** What the task asks **
Please reproduce the records, omitting nothing and changing nothing.

Saved entries
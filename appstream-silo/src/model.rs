use crate::rules::Field;
use crate::rules::TOKENIZED_FIELDS;
use crate::rules::TransformRule;
use crate::rules::ordered_rules;
use crate::rules::tokenize;
use serde::Deserialize;
use serde::Serialize;
use std::collections::BTreeMap;

/// Bumped whenever the persisted layout changes.
pub const SILO_FORMAT_VERSION: u32 = 1;

/// Identifies the inputs a silo was compiled from.
#[derive(Clone, Debug, PartialEq, Eq, Serialize, Deserialize)]
pub struct SiloHeader {
    pub format_version: u32,
    /// SHA-256 of the cached (compressed) document.
    pub document_digest: String,
    pub locales: Vec<String>,
    pub rules: Vec<TransformRule>,
}

impl SiloHeader {
    pub fn new(document_digest: String, locales: &[String], rules: &[TransformRule]) -> Self {
        Self {
            format_version: SILO_FORMAT_VERSION,
            document_digest,
            locales: locales.to_vec(),
            rules: ordered_rules(rules),
        }
    }
}

/// A package shipped inside a specific container.
#[derive(Clone, Debug, Default, PartialEq, Eq, Serialize, Deserialize)]
pub struct Bundle {
    /// The bundle `type` attribute, e.g. `apx`.
    pub kind: String,
    /// Container binding attribute, e.g. `apx_managed_debian`.
    pub container: Option<String>,
    /// Package identifier inside the container.
    pub package: String,
}

/// One advertised application (`<component>`).
#[derive(Clone, Debug, Default, PartialEq, Eq, Serialize, Deserialize)]
pub struct IndexEntry {
    pub id: String,
    pub kind: String,
    pub name: Option<String>,
    pub summary: Option<String>,
    pub description: Option<String>,
    pub keywords: Vec<String>,
    pub origin: Option<String>,
    pub launchables: Vec<String>,
    pub mimetypes: Vec<String>,
    pub provides: Vec<String>,
    pub pkgnames: Vec<String>,
    pub icon: Option<String>,
    pub developer_name: Option<String>,
    pub homepage: Option<String>,
    pub bundles: Vec<Bundle>,
}

impl IndexEntry {
    pub fn field_values(&self, field: Field) -> Vec<&str> {
        match field {
            Field::Id => vec![self.id.as_str()],
            Field::Name => self.name.as_deref().into_iter().collect(),
            Field::Summary => self.summary.as_deref().into_iter().collect(),
            Field::Keyword => self.keywords.iter().map(String::as_str).collect(),
            Field::Launchable => self.launchables.iter().map(String::as_str).collect(),
            Field::Mimetype => self.mimetypes.iter().map(String::as_str).collect(),
        }
    }
}

#[derive(Clone, Copy, Debug, PartialEq, Eq, PartialOrd, Ord, Serialize, Deserialize)]
pub struct TokenHit {
    pub entry: u32,
    pub field: Field,
}

#[derive(Clone, Copy, Debug, PartialEq, Eq, Serialize, Deserialize)]
pub struct BundleRef {
    pub entry: u32,
    pub bundle: u32,
}

/// The compiled, immutable, queryable form of one metadata document.
///
/// Lookup tables use ordered maps so two compiles of the same input
/// serialize to the same bytes.
#[derive(Clone, Debug, PartialEq, Eq, Serialize, Deserialize)]
pub struct Silo {
    pub(crate) header: SiloHeader,
    pub(crate) entries: Vec<IndexEntry>,
    pub(crate) packages: BTreeMap<String, Vec<BundleRef>>,
    pub(crate) ids: BTreeMap<String, Vec<u32>>,
    pub(crate) tokens: BTreeMap<String, Vec<TokenHit>>,
}

impl Silo {
    pub(crate) fn assemble(header: SiloHeader, entries: Vec<IndexEntry>) -> Self {
        let tokenized = header.rules.contains(&TransformRule::Tokenize);
        let mut packages: BTreeMap<String, Vec<BundleRef>> = BTreeMap::new();
        let mut ids: BTreeMap<String, Vec<u32>> = BTreeMap::new();
        let mut tokens: BTreeMap<String, Vec<TokenHit>> = BTreeMap::new();

        for (pos, entry) in entries.iter().enumerate() {
            let pos = pos as u32;
            ids.entry(entry.id.clone()).or_default().push(pos);
            for (bundle_pos, bundle) in entry.bundles.iter().enumerate() {
                packages
                    .entry(bundle.package.clone())
                    .or_default()
                    .push(BundleRef {
                        entry: pos,
                        bundle: bundle_pos as u32,
                    });
            }
            if tokenized {
                for field in TOKENIZED_FIELDS {
                    for value in entry.field_values(field) {
                        for token in tokenize(value) {
                            let hits = tokens.entry(token).or_default();
                            let hit = TokenHit { entry: pos, field };
                            if !hits.contains(&hit) {
                                hits.push(hit);
                            }
                        }
                    }
                }
            }
        }

        Self {
            header,
            entries,
            packages,
            ids,
            tokens,
        }
    }

    pub fn header(&self) -> &SiloHeader {
        &self.header
    }

    pub fn entries(&self) -> &[IndexEntry] {
        &self.entries
    }

    pub fn entry(&self, pos: u32) -> Option<&IndexEntry> {
        self.entries.get(pos as usize)
    }

    pub fn len(&self) -> usize {
        self.entries.len()
    }

    pub fn is_empty(&self) -> bool {
        self.entries.is_empty()
    }

    pub fn is_tokenized(&self) -> bool {
        self.header.rules.contains(&TransformRule::Tokenize)
    }

    /// True when this silo was compiled from exactly these inputs.
    pub fn matches(&self, expected: &SiloHeader) -> bool {
        &self.header == expected
    }
}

** Exercise answer **
filename appstream-silo/src/model.rs
use crate::rules::Field;
use crate::rules::TOKENIZED_FIELDS;
use crate::rules::TransformRule;
use crate::rules::ordered_rules;
use crate::rules::tokenize;
use serde::Deserialize;
use serde::Serialize;
use std::collections::BTreeMap;

/// Bumped whenever the persisted layout changes.
pub const SILO_FORMAT_VERSION: u32 = 1;

/// Identifies the inputs a silo was compiled from.
#[derive(Clone, Debug, PartialEq, Eq, Serialize, Deserialize)]
pub struct SiloHeader {
    pub format_version: u32,
    /// SHA-256 of the cached (compressed) document.
    pub document_digest: String,
    pub locales: Vec<String>,
    pub rules: Vec<TransformRule>,
}

impl SiloHeader {
    pub fn new(document_digest: String, locales: &[String], rules: &[TransformRule]) -> Self {
        Self {
            format_version: SILO_FORMAT_VERSION,
            document_digest,
            locales: locales.to_vec(),
            rules: ordered_rules(rules),
        }
    }
}

/// A package shipped inside a specific container.
#[derive(Clone, Debug, Default, PartialEq, Eq, Serialize, Deserialize)]
pub struct Bundle {
    /// The bundle `type` attribute, e.g. `apx`.
    pub kind: String,
    /// Container binding attribute, e.g. `apx_managed_debian`.
    pub container: Option<String>,
    /// Package identifier inside the container.
    pub package: String,
}

/// One advertised application (`<component>`).
#[derive(Clone, Debug, Default, PartialEq, Eq, Serialize, Deserialize)]
pub struct IndexEntry {
    pub id: String,
    pub kind: String,
    pub name: Option<String>,
    pub summary: Option<String>,
    pub description: Option<String>,
    pub keywords: Vec<String>,
    pub origin: Option<String>,
    pub launchables: Vec<String>,
    pub mimetypes: Vec<String>,
    pub provides: Vec<String>,
    pub pkgnames: Vec<String>,
    pub icon: Option<String>,
    pub developer_name: Option<String>,
    pub homepage: Option<String>,
    pub bundles: Vec<Bundle>,
}

impl IndexEntry {
    pub fn field_values(&self, field: Field) -> Vec<&str> {
        match field {
            Field::Id => vec![self.id.as_str()],
            Field::Name => self.name.as_deref().into_iter().collect(),
            Field::Summary => self.summary.as_deref().into_iter().collect(),
            Field::Keyword => self.keywords.iter().map(String::as_str).collect(),
            Field::Launchable => self.launchables.iter().map(String::as_str).collect(),
            Field::Mimetype => self.mimetypes.iter().map(String::as_str).collect(),
        }
    }
}

#[derive(Clone, Copy, Debug, PartialEq, Eq, PartialOrd, Ord, Serialize, Deserialize)]
pub struct TokenHit {
    pub entry: u32,
    pub field: Field,
}

#[derive(Clone, Copy, Debug, PartialEq, Eq, Serialize, Deserialize)]
pub struct BundleRef {
    pub entry: u32,
    pub bundle: u32,
}

/// The compiled, immutable, queryable form of one metadata document.
///
/// Lookup tables use ordered maps so two compiles of the same input
/// serialize to the same bytes.
#[derive(Clone, Debug, PartialEq, Eq, Serialize, Deserialize)]
pub struct Silo {
    pub(crate) header: SiloHeader,
    pub(crate) entries: Vec<IndexEntry>,
    pub(crate) packages: BTreeMap<String, Vec<BundleRef>>,
    pub(crate) ids: BTreeMap<String, Vec<u32>>,
    pub(crate) tokens: BTreeMap<String, Vec<TokenHit>>,
}

impl Silo {
    pub(crate) fn assemble(header: SiloHeader, entries: Vec<IndexEntry>) -> Self {
        let tokenized = header.rules.contains(&TransformRule::Tokenize);
        let mut packages: BTreeMap<String, Vec<BundleRef>> = BTreeMap::new();
        let mut ids: BTreeMap<String, Vec<u32>> = BTreeMap::new();
        let mut tokens: BTreeMap<String, Vec<TokenHit>> = BTreeMap::new();

        for (pos, entry) in entries.iter().enumerate() {
            let pos = pos as u32;
            ids.entry(entry.id.clone()).or_default().push(pos);
            for (bundle_pos, bundle) in entry.bundles.iter().enumerate() {
                packages
                    .entry(bundle.package.clone())
                    .or_default()
                    .push(BundleRef {
                        entry: pos,
                        bundle: bundle_pos as u32,
                    });
            }
            if tokenized {
                for field in TOKENIZED_FIELDS {
                    for value in entry.field_values(field) {
                        for token in tokenize(value) {
                            let hits = tokens.entry(token).or_default();
                            let hit = TokenHit { entry: pos, field };
                            if !hits.contains(&hit) {
                                hits.push(hit);
                            }
                        }
                    }
                }
            }
        }

        Self {
            header,
            entries,
            packages,
            ids,
            tokens,
        }
    }

    pub fn header(&self) -> &SiloHeader {
        &self.header
    }

    pub fn entries(&self) -> &[IndexEntry] {
        &self.entries
    }

    pub fn entry(&self, pos: u32) -> Option<&IndexEntry> {
        self.entries.get(pos as usize)
    }

    pub fn len(&self) -> usize {
        self.entries.len()
    }

    pub fn is_empty(&self) -> bool {
        self.entries.is_empty()
    }

    pub fn is_tokenized(&self) -> bool {
        self.header.rules.contains(&TransformRule::Tokenize)
    }

    /// True when this silo was compiled from exactly these inputs.
    pub fn matches(&self, expected: &SiloHeader) -> bool {
        &self.header == expected
    }
}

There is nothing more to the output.